Bei vielen Betreuten herrscht der Irrglaube vor, dass ein Anwaltsvertrag nicht wirksam geschlossen werden könne. Dies vorallem deshalb, weil es oftmals bei den Betreuten an der Geschäftsfähigkeit mangelt. Hinsichtlich der Betreuung selbst, darf es dem Betreuten aber nicht verwehrt sein, sich anwaltlicher Hilfe zu bedienen. Deshalb können Betroffene sehr wohl einen Anwalt rund um die Angelegenheiten der Betreuung wirksam verpflichten.

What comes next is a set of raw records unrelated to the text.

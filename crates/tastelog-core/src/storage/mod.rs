mod config;
pub mod database;

pub use config::Config;
pub use database::Database;

use std::cell::RefCell;
use std::collections::HashMap;
use std::path::PathBuf;
use std::rc::Rc;

use crate::error::DatabaseError;

/// Returns `~/.config/tastelog[-dev]/` based on TASTELOG_ENV.
///
/// Set TASTELOG_ENV=dev to use the development data directory.
///
/// # Errors
/// Returns an error if the home directory cannot be determined or if
/// creating the config directory fails.
pub fn data_dir() -> Result<PathBuf, Box<dyn std::error::Error>> {
    let base_dir = dirs::home_dir()
        .unwrap_or_else(|| PathBuf::from("."))
        .join(".config");

    let env = std::env::var("TASTELOG_ENV").unwrap_or_else(|_| "production".to_string());

    let dir = if env == "dev" {
        base_dir.join("tastelog-dev")
    } else {
        base_dir.join("tastelog")
    };

    std::fs::create_dir_all(&dir)?;
    Ok(dir)
}

/// Key-value byte-store contract consumed by the application store.
///
/// Writes are best-effort and overwrite-on-write; there is no
/// transactionality. Values are opaque to the gateway -- the store keeps
/// them as self-describing JSON blobs.
pub trait Gateway {
    fn load(&self, key: &str) -> Result<Option<String>, DatabaseError>;
    fn save(&self, key: &str, value: &str) -> Result<(), DatabaseError>;
}

/// In-memory gateway. Used by tests and anywhere a throwaway store is
/// useful; clones share the same underlying map.
#[derive(Debug, Clone, Default)]
pub struct MemoryGateway {
    entries: Rc<RefCell<HashMap<String, String>>>,
}

impl Gateway for MemoryGateway {
    fn load(&self, key: &str) -> Result<Option<String>, DatabaseError> {
        Ok(self.entries.borrow().get(key).cloned())
    }

    fn save(&self, key: &str, value: &str) -> Result<(), DatabaseError> {
        self.entries
            .borrow_mut()
            .insert(key.to_string(), value.to_string());
        Ok(())
    }
}

#[cfg(test)]
mod tests {
    use super::*;

    #[test]
    fn memory_gateway_clones_share_entries() {
        let gateway = MemoryGateway::default();
        let clone = gateway.clone();
        gateway.save("k", "v").unwrap();
        assert_eq!(clone.load("k").unwrap().as_deref(), Some("v"));
    }
}
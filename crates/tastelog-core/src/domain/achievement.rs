use chrono::{DateTime, Utc};
use serde::{Deserialize, Serialize};
use uuid::Uuid;

use super::UserStats;

/// Unlock condition for an achievement, one integer threshold per variant.
#[derive(Debug, Clone, Copy, PartialEq, Eq, Serialize, Deserialize)]
#[serde(tag = "type", rename_all = "snake_case")]
pub enum Requirement {
    RecipesViewed { count: u64 },
    NotesCreated { count: u64 },
    TimersUsed { count: u64 },
    DaysActive { count: u64 },
}

impl Requirement {
    /// Total match over the four variants.
    pub fn is_met(&self, stats: &UserStats) -> bool {
        match *self {
            Requirement::RecipesViewed { count } => stats.recipes_viewed >= count,
            Requirement::NotesCreated { count } => stats.notes_created >= count,
            Requirement::TimersUsed { count } => stats.timers_used >= count,
            Requirement::DaysActive { count } => stats.active_day_count() >= count,
        }
    }
}

/// A gamification badge.
///
/// Transitions locked -> unlocked exactly once; `unlocked_date` is set if
/// and only if `is_unlocked`. The only way back is a full progress reset,
/// which replaces the whole set with locked definitions.
#[derive(Debug, Clone, Serialize, Deserialize)]
pub struct Achievement {
    pub id: Uuid,
    pub title: String,
    pub description: String,
    pub icon: String,
    pub is_unlocked: bool,
    pub unlocked_date: Option<DateTime<Utc>>,
    pub requirement: Requirement,
}

impl Achievement {
    /// A locked achievement with a fresh id.
    pub fn locked(
        title: impl Into<String>,
        description: impl Into<String>,
        icon: impl Into<String>,
        requirement: Requirement,
    ) -> Self {
        Self {
            id: Uuid::new_v4(),
            title: title.into(),
            description: description.into(),
            icon: icon.into(),
            is_unlocked: false,
            unlocked_date: None,
            requirement,
        }
    }
}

Bestellung eines Betreuers trotz Vorsorgevollmacht

Eine vom Betroffenen erteilte Vorsorgevollmacht hindert die Bestellung eines Betreuers nur, wenn gegen die Wirksamkeit der Vollmachtserteilung keine Bedenken bestehen. Des Weiteren steht eine Vorsorgevollmacht der Anordnung der Betreuung auch dann nicht regelmäßig nicht. BGH, 13.04.2011 -XII ZB 584/10-

Kontrollbetreuer

Wenn die Kinder der betroffenen Person mit umfangreichen Vollmachten zur Einzelvertretung ausgestattet sind, sich jedoch nicht über die weitere Pflege und Versorgung des Betroffenen einigen können, reicht dies noch nicht aus um die Notwendigkeit einer Kontrollbetreuung zu begründen.

Anhörung vor Betreuungsanordnung

Wurde der Betreute vor der Anordnung der Betreuung weder angehört noch wurde die Anhörung unverzüglich nachgeholt, leidert der Beschluss an einem wesentlichen Verfahrensmangel; dieser ist nicht mehr heilbar. Die Betreuung muss alleine bereits aufgrund dieses Verfahrensmangels aufgehoben werden.